- ASSIGNMENT:
Print the listing below from its opening line through the line holding "chart (central panel)", both ends included.

+===+

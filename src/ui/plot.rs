use eframe::egui::{Color32, Ui};
use egui_plot::{Legend, Line, Plot, PlotPoints, Points, VLine};

use nmr_helper::MatchRule;

use crate::state::AppState;

// ---------------------------------------------------------------------------
// Reference chart (central panel)
// ---------------------------------------------------------------------------

/// One row per reference entry (bar for a range, marker for a point) with
/// the analysed shifts drawn as vertical lines across all rows.
pub fn reference_plot(ui: &mut Ui, state: &AppState) {
    let entries = state.entries();

    Plot::new("reference_plot")
        .legend(Legend::default())
        .x_axis_label("Chemical shift (ppm)")
        .y_axis_label("Reference entry")
        .show_y(false)
        .allow_boxed_zoom(true)
        .allow_drag(true)
        .allow_scroll(true)
        .allow_zoom(true)
        .show(ui, |plot_ui| {
            for (row, entry) in entries.iter().enumerate() {
                let y = row as f64;
                let color = state.color_map.color_for(&entry.label);

                match entry.rule {
                    MatchRule::Range { low, high } => {
                        let points: PlotPoints = vec![[low, y], [high, y]].into();
                        plot_ui.line(
                            Line::new(points)
                                .name(&entry.label)
                                .color(color)
                                .width(6.0),
                        );
                    }
                    MatchRule::Point { center } => {
                        plot_ui.points(
                            Points::new(vec![[center, y]])
                                .name(&entry.label)
                                .color(color)
                                .radius(5.0),
                        );
                    }
                }
            }

            if let Some(result) = &state.result {
                for shift in result.shifts() {
                    plot_ui.vline(
                        VLine::new(shift)
                            .color(Color32::WHITE)
                            .width(1.5)
                            .name(format!("{shift} ppm")),
                    );
                }
            }
        });
}
// ---------------------------------------------------------------------------
// Core error taxonomy
// ---------------------------------------------------------------------------

/// Failures of the classification core.
///
/// "No shifts in the input" and "no reference rule matched" are ordinary
/// analysis outcomes and never show up here.
#[derive(Debug, Clone, PartialEq, thiserror::Error)]
pub enum AnalysisError {
    /// The modality identifier is not one the reference table knows.
    #[error("Unknown modality: {0}")]
    UnknownModality(String),

    /// A numeral token extracted from the input could not be converted.
    #[error("Could not convert shift token '{token}' to a number")]
    Parse { token: String },
}

pub type Result<T> = std::result::Result<T, AnalysisError>;
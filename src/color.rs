use std::collections::BTreeMap;

use eframe::egui::Color32;
use palette::{Hsl, IntoColor, Srgb};

use nmr_helper::ReferenceEntry;

// ---------------------------------------------------------------------------
// Color palette generator
// ---------------------------------------------------------------------------

/// Generates `n` visually distinct colours using evenly spaced hues.
pub fn generate_palette(n: usize) -> Vec<Color32> {
    if n == 0 {
        return Vec::new();
    }
    (0..n)
        .map(|i| {
            let hue = (i as f32 / n as f32) * 360.0;
            let hsl = Hsl::new(hue, 0.75, 0.55);
            let rgb: Srgb = hsl.into_color();
            Color32::from_rgb(
                (rgb.red * 255.0) as u8,
                (rgb.green * 255.0) as u8,
                (rgb.blue * 255.0) as u8,
            )
        })
        .collect()
}

// ---------------------------------------------------------------------------
// Color mapping: reference label → Color32
// ---------------------------------------------------------------------------

/// Assigns each reference entry of one modality a distinct colour, so the
/// plot bars and the result list agree.
#[derive(Debug, Clone, Default)]
pub struct ColorMap {
    mapping: BTreeMap<String, Color32>,
}

impl ColorMap {
    pub fn new(entries: &[ReferenceEntry]) -> Self {
        let palette = generate_palette(entries.len());
        let mapping = entries
            .iter()
            .zip(palette)
            .map(|(e, c)| (e.label.clone(), c))
            .collect();
        ColorMap { mapping }
    }

    pub fn color_for(&self, label: &str) -> Color32 {
        self.mapping.get(label).copied().unwrap_or(Color32::GRAY)
    }
}

#[cfg(test)]
mod tests {
    use super::*;

    #[test]
    fn palette_has_requested_size() {
        assert!(generate_palette(0).is_empty());
        let colors = generate_palette(7);
        assert_eq!(colors.len(), 7);
        assert_ne!(colors[0], colors[3]);
    }

    #[test]
    fn unknown_label_is_gray() {
        let entries = vec![
            ReferenceEntry::point("TMS", 0.0),
            ReferenceEntry::range("Aromatic (Ar-H)", 6.5, 8.5),
        ];
        let map = ColorMap::new(&entries);
        assert_ne!(map.color_for("TMS"), Color32::GRAY);
        assert_eq!(map.color_for("Nope"), Color32::GRAY);
    }
}
#![forbid(unsafe_code)]

//! Size allocation for one grid dimension.
//!
//! # Role in Tabula
//! `tabula-layout` turns size requests into pixel extents. A
//! [`SizeAllocator`] owns every per-position sizing decision of one axis:
//! default and overridden pixel sizes, percentage sizing, minimum sizes,
//! resizability, DPI scaling, and which positions are excluded from sizing
//! because a layer above hides them.
//!
//! # Percentage sizing
//! When percentage sizing is on, [`SizeAllocator::calculate_percentages`]
//! records the available space and the resolved sizes always sum to it
//! exactly: truncation leftovers are handed out one pixel at a time in
//! position order. See [`percentage`] for the algorithm.
//!
//! # Caching
//! Cumulative offsets come from an [`AggregateCache`] prefix table that is
//! invalidated from the first affected position on each mutation and
//! rebuilt lazily on the next query.

pub mod aggregate;
pub mod allocator;
pub mod config;
pub mod percentage;
pub mod state;

pub use aggregate::{AggregateCache, AggregateCacheStats};
pub use allocator::SizeAllocator;
pub use config::{AxisSizing, ConfigError, SizingConfig};
pub use state::{AxisState, LayoutState, PositionedEntry, SizeEntry};
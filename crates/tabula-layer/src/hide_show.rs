#![forbid(unsafe_code)]

//! Hide/show layer.
//!
//! Mirrors the order of the layer below and filters out hidden entries.
//! Each translator's full order equals the data indexes of the layer below
//! in position order, so a full-order rank *is* an underlying position.
//!
//! # Role in Tabula
//! Hide and show commands stop here. The layer emits a structural event in
//! its own space and sends a [`Command::SizingVisibility`] down so the
//! sizing layer can hand the space of hidden entries to the rest.

use rustc_hash::FxHashSet;
use tabula_core::{Axis, PositionRange, coalesce};
use tabula_layout::LayoutState;
use tracing::{debug, trace};

use crate::command::Command;
use crate::diff;
use crate::event::{LayerEvent, StructuralEvent};
use crate::layer::{CommandOutcome, Layer, StackView};
use crate::translator::PositionIndexTranslator;

/// Layer that hides entries of the layer below.
#[derive(Debug, Default)]
pub struct HideShowLayer {
    translators: [PositionIndexTranslator; 2],
}

impl HideShowLayer {
    #[must_use]
    pub fn new() -> Self {
        Self::default()
    }

    /// Hidden data indexes of `axis`, ascending.
    #[must_use]
    pub fn hidden_indexes(&self, axis: Axis) -> Vec<usize> {
        self.translators[axis.slot()].hidden_indexes()
    }

    /// True if data `index` is hidden on `axis`.
    #[must_use]
    pub fn is_hidden(&self, axis: Axis, index: usize) -> bool {
        self.translators[axis.slot()].is_hidden(index)
    }

    fn axis_translator(&self, axis: Axis) -> &PositionIndexTranslator {
        &self.translators[axis.slot()]
    }

    fn translator_mut(&mut self, axis: Axis) -> &mut PositionIndexTranslator {
        &mut self.translators[axis.slot()]
    }

    /// Run `change` against the translator and turn the visible difference
    /// into a consumed outcome.
    fn apply(
        &mut self,
        axis: Axis,
        change: impl FnOnce(&mut PositionIndexTranslator) -> Vec<usize>,
        hiding: bool,
    ) -> CommandOutcome {
        let before = self.axis_translator(axis).visible_indexes().to_vec();
        let changed = change(self.translator_mut(axis));
        if changed.is_empty() {
            return CommandOutcome::done();
        }
        let diffs = diff::diff_sequences(&before, self.axis_translator(axis).visible_indexes());
        debug!(
            message = "hide_show.apply",
            axis = ?axis,
            hiding,
            changed = changed.len(),
            visible = self.axis_translator(axis).len()
        );
        let (hidden, shown) = if hiding {
            (changed, Vec::new())
        } else {
            (Vec::new(), changed)
        };
        CommandOutcome::Consumed {
            event: Some(StructuralEvent::with_diffs(axis, diffs).into()),
            follow_up: Some(Command::SizingVisibility {
                axis,
                hidden,
                shown,
            }),
        }
    }
}

impl Layer for HideShowLayer {
    fn name(&self) -> &'static str {
        "hide_show"
    }

    fn attach(&mut self, below: StackView<'_>) {
        for axis in Axis::ALL {
            self.translator_mut(axis).sync_order(below.indexes(axis));
        }
    }

    fn position_count(&self, axis: Axis, _below: StackView<'_>) -> usize {
        self.axis_translator(axis).len()
    }

    fn underlying_position(&self, axis: Axis, position: usize, _below: StackView<'_>) -> Option<usize> {
        self.axis_translator(axis).underlying_position(position)
    }

    fn local_position(&self, axis: Axis, underlying: usize, _below: StackView<'_>) -> Option<usize> {
        self.axis_translator(axis).local_position(underlying)
    }

    fn local_insertion_point(&self, axis: Axis, underlying: usize, _below: StackView<'_>) -> usize {
        self.axis_translator(axis).insertion_point(underlying)
    }

    fn index_by_position(&self, axis: Axis, position: usize, _below: StackView<'_>) -> Option<usize> {
        self.axis_translator(axis).index_by_position(position)
    }

    fn position_by_index(&self, axis: Axis, index: usize, _below: StackView<'_>) -> Option<usize> {
        self.axis_translator(axis).position_by_index(index)
    }

    fn start_pixel(&self, axis: Axis, position: usize, below: StackView<'_>) -> u64 {
        match self.underlying_position(axis, position, below) {
            Some(underlying) => below.start_pixel(axis, underlying),
            None => below.start_pixel(axis, below.position_count(axis)),
        }
    }

    fn handle(&mut self, command: Command, below: StackView<'_>) -> CommandOutcome {
        match command {
            Command::Hide { axis, positions } => {
                self.apply(axis, |t| t.hide(positions), true)
            }
            Command::Show { axis, indexes } => self.apply(axis, |t| t.show(indexes), false),
            Command::ShowAll { axis } => self.apply(axis, PositionIndexTranslator::show_all, false),
            Command::ShowAdjacent {
                axis,
                position,
                toward_start,
                cascade,
            } => self.apply(
                axis,
                |t| t.show_adjacent(position, toward_start, cascade),
                false,
            ),
            other => {
                let axis = other.axis();
                let end = below.position_count(axis);
                match other.map_positions(|p| self.underlying_position(axis, p, below), |_| end) {
                    Some(forwarded) => CommandOutcome::Forward(forwarded),
                    None => CommandOutcome::Ignored,
                }
            }
        }
    }

    fn on_event(&mut self, event: LayerEvent, below: StackView<'_>) -> Option<LayerEvent> {
        let axis = event.axis();
        match event {
            LayerEvent::Structural(StructuralEvent {
                index_change: Some(change),
                ..
            }) => {
                let before: Vec<Option<usize>> = self
                    .axis_translator(axis)
                    .visible_indexes()
                    .iter()
                    .map(|&index| change.map_index(index))
                    .collect();
                let translator = self.translator_mut(axis);
                translator.handle_structural_change(&change);
                translator.sync_order(below.indexes(axis));
                let after: Vec<Option<usize>> = self
                    .axis_translator(axis)
                    .visible_indexes()
                    .iter()
                    .map(|&index| Some(index))
                    .collect();
                Some(LayerEvent::Structural(StructuralEvent {
                    axis,
                    diffs: Some(diff::diff_sequences(&before, &after)),
                    index_change: Some(change),
                }))
            }
            LayerEvent::Structural(StructuralEvent {
                diffs: Some(diffs), ..
            }) if diff::is_reorder(&diffs) => {
                let before = self.axis_translator(axis).clone();
                self.translator_mut(axis).sync_order(below.indexes(axis));
                let after = self.axis_translator(axis);
                if before.visible_indexes() == after.visible_indexes() {
                    trace!(message = "hide_show.reorder_hidden_only", axis = ?axis);
                    return None;
                }
                let converted = diff::convert(&diffs, &before, after);
                let replayed = diff::replay_moves(before.visible_indexes(), &converted);
                let diffs = if replayed.as_deref() == Some(after.visible_indexes()) {
                    converted
                } else {
                    diff::diff_sequences(before.visible_indexes(), after.visible_indexes())
                };
                Some(StructuralEvent::with_diffs(axis, diffs).into())
            }
            LayerEvent::Structural(StructuralEvent { diffs, .. }) => {
                let before = self.axis_translator(axis).visible_indexes().to_vec();
                self.translator_mut(axis).sync_order(below.indexes(axis));
                let after = self.axis_translator(axis).visible_indexes();
                Some(LayerEvent::Structural(StructuralEvent {
                    axis,
                    diffs: diffs.map(|_| diff::diff_sequences(&before, after)),
                    index_change: None,
                }))
            }
            LayerEvent::Visual { range, .. } => {
                let translator = self.axis_translator(axis);
                let local = coalesce(range.iter().filter_map(|u| translator.local_position(u)));
                let (first, last) = (local.first()?, local.last()?);
                Some(LayerEvent::Visual {
                    axis,
                    range: PositionRange::new(first.start, last.end),
                })
            }
        }
    }

    fn translator(&self, axis: Axis) -> Option<&PositionIndexTranslator> {
        Some(&self.translators[axis.slot()])
    }

    fn save_state(&self, state: &mut LayoutState) {
        for axis in Axis::ALL {
            state.axis_mut(axis).hidden = self.hidden_indexes(axis);
        }
    }

    fn restore_state(&mut self, state: &LayoutState, _below: StackView<'_>) -> Vec<Command> {
        let mut commands = Vec::new();
        for axis in Axis::ALL {
            let previous: FxHashSet<usize> = self.hidden_indexes(axis).into_iter().collect();
            let translator = self.translator_mut(axis);
            translator.set_hidden_indexes(state.axis(axis).hidden.iter().copied());
            let now = translator.hidden_indexes();
            let current: FxHashSet<usize> = now.iter().copied().collect();
            let hidden: Vec<usize> = now
                .iter()
                .copied()
                .filter(|index| !previous.contains(index))
                .collect();
            let mut shown: Vec<usize> = previous
                .into_iter()
                .filter(|index| !current.contains(index))
                .collect();
            shown.sort_unstable();
            if !hidden.is_empty() || !shown.is_empty() {
                commands.push(Command::SizingVisibility {
                    axis,
                    hidden,
                    shown,
                });
            }
        }
        commands
    }
}

#[cfg(test)]
mod tests {
    use super::*;
    use crate::data_layer::DataLayer;
    use crate::diff::StructuralDiff;
    use crate::reorder::ReorderLayer;
    use tabula_core::SharedDimensions;

    fn below(columns: usize) -> Vec<Box<dyn Layer>> {
        let mut layers: Vec<Box<dyn Layer>> = vec![Box::new(DataLayer::new(
            SharedDimensions::new(columns, 1),
        ))];
        let mut reorder = ReorderLayer::new();
        reorder.attach(StackView::new(&layers));
        layers.push(Box::new(reorder));
        layers
    }

    fn attached(layers: &[Box<dyn Layer>]) -> HideShowLayer {
        let mut layer = HideShowLayer::new();
        layer.attach(StackView::new(layers));
        layer
    }

    fn r(start: usize, end: usize) -> PositionRange {
        PositionRange::new(start, end)
    }

    #[test]
    fn hide_consumes_and_sends_sizing_down() {
        let layers = below(5);
        let mut layer = attached(&layers);
        let outcome = layer.handle(
            Command::Hide {
                axis: Axis::Column,
                positions: vec![1, 2],
            },
            StackView::new(&layers),
        );
        assert_eq!(
            outcome,
            CommandOutcome::Consumed {
                event: Some(
                    StructuralEvent::with_diffs(
                        Axis::Column,
                        vec![StructuralDiff::delete(r(1, 3), 1)]
                    )
                    .into()
                ),
                follow_up: Some(Command::SizingVisibility {
                    axis: Axis::Column,
                    hidden: vec![1, 2],
                    shown: Vec::new(),
                }),
            }
        );
        assert_eq!(layer.hidden_indexes(Axis::Column), vec![1, 2]);
        assert_eq!(layer.position_count(Axis::Column, StackView::new(&layers)), 3);
    }

    #[test]
    fn start_pixel_skips_hidden() {
        let layers = below(4);
        let mut layer = attached(&layers);
        let view = StackView::new(&layers);
        layer.handle(
            Command::Hide {
                axis: Axis::Column,
                positions: vec![0],
            },
            view,
        );
        assert_eq!(layer.start_pixel(Axis::Column, 0, view), 100);
        assert_eq!(layer.start_pixel(Axis::Column, 3, view), 400);
    }

    #[test]
    fn show_of_visible_index_does_nothing() {
        let layers = below(3);
        let mut layer = attached(&layers);
        let outcome = layer.handle(
            Command::Show {
                axis: Axis::Column,
                indexes: vec![1],
            },
            StackView::new(&layers),
        );
        assert_eq!(outcome, CommandOutcome::done());
    }

    #[test]
    fn resize_is_mapped_past_hidden_entries() {
        let layers = below(4);
        let mut layer = attached(&layers);
        let view = StackView::new(&layers);
        layer.handle(
            Command::Hide {
                axis: Axis::Column,
                positions: vec![0, 1],
            },
            view,
        );
        let outcome = layer.handle(
            Command::Resize {
                axis: Axis::Column,
                position: 0,
                size: 30,
            },
            view,
        );
        assert_eq!(
            outcome,
            CommandOutcome::Forward(Command::Resize {
                axis: Axis::Column,
                position: 2,
                size: 30,
            })
        );
    }

    #[test]
    fn visual_range_is_clipped_to_visible() {
        let layers = below(5);
        let mut layer = attached(&layers);
        let view = StackView::new(&layers);
        layer.handle(
            Command::Hide {
                axis: Axis::Column,
                positions: vec![2],
            },
            view,
        );
        let event = layer.on_event(
            LayerEvent::Visual {
                axis: Axis::Column,
                range: r(2, 3),
            },
            view,
        );
        assert_eq!(event, None);
        let event = layer.on_event(
            LayerEvent::Visual {
                axis: Axis::Column,
                range: r(1, 4),
            },
            view,
        );
        assert_eq!(
            event,
            Some(LayerEvent::Visual {
                axis: Axis::Column,
                range: r(1, 3),
            })
        );
    }

    #[test]
    fn save_and_restore_hidden() {
        let layers = below(4);
        let mut layer = attached(&layers);
        let view = StackView::new(&layers);
        layer.handle(
            Command::Hide {
                axis: Axis::Row,
                positions: vec![0],
            },
            view,
        );
        let mut state = LayoutState::default();
        layer.save_state(&mut state);
        assert_eq!(state.rows.hidden, vec![0]);

        let mut fresh = attached(&layers);
        let commands = fresh.restore_state(&state, view);
        assert!(fresh.is_hidden(Axis::Row, 0));
        assert_eq!(
            commands,
            vec![Command::SizingVisibility {
                axis: Axis::Row,
                hidden: vec![0],
                shown: Vec::new(),
            }]
        );
    }
}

+===+

- FINISHED TASK:
filename src/ui/plot.rs
use eframe::egui::{Color32, Ui};
use egui_plot::{Legend, Line, Plot, PlotPoints, Points, VLine};

use nmr_helper::MatchRule;

use crate::state::AppState;

// ---------------------------------------------------------------------------
// Reference chart (central panel)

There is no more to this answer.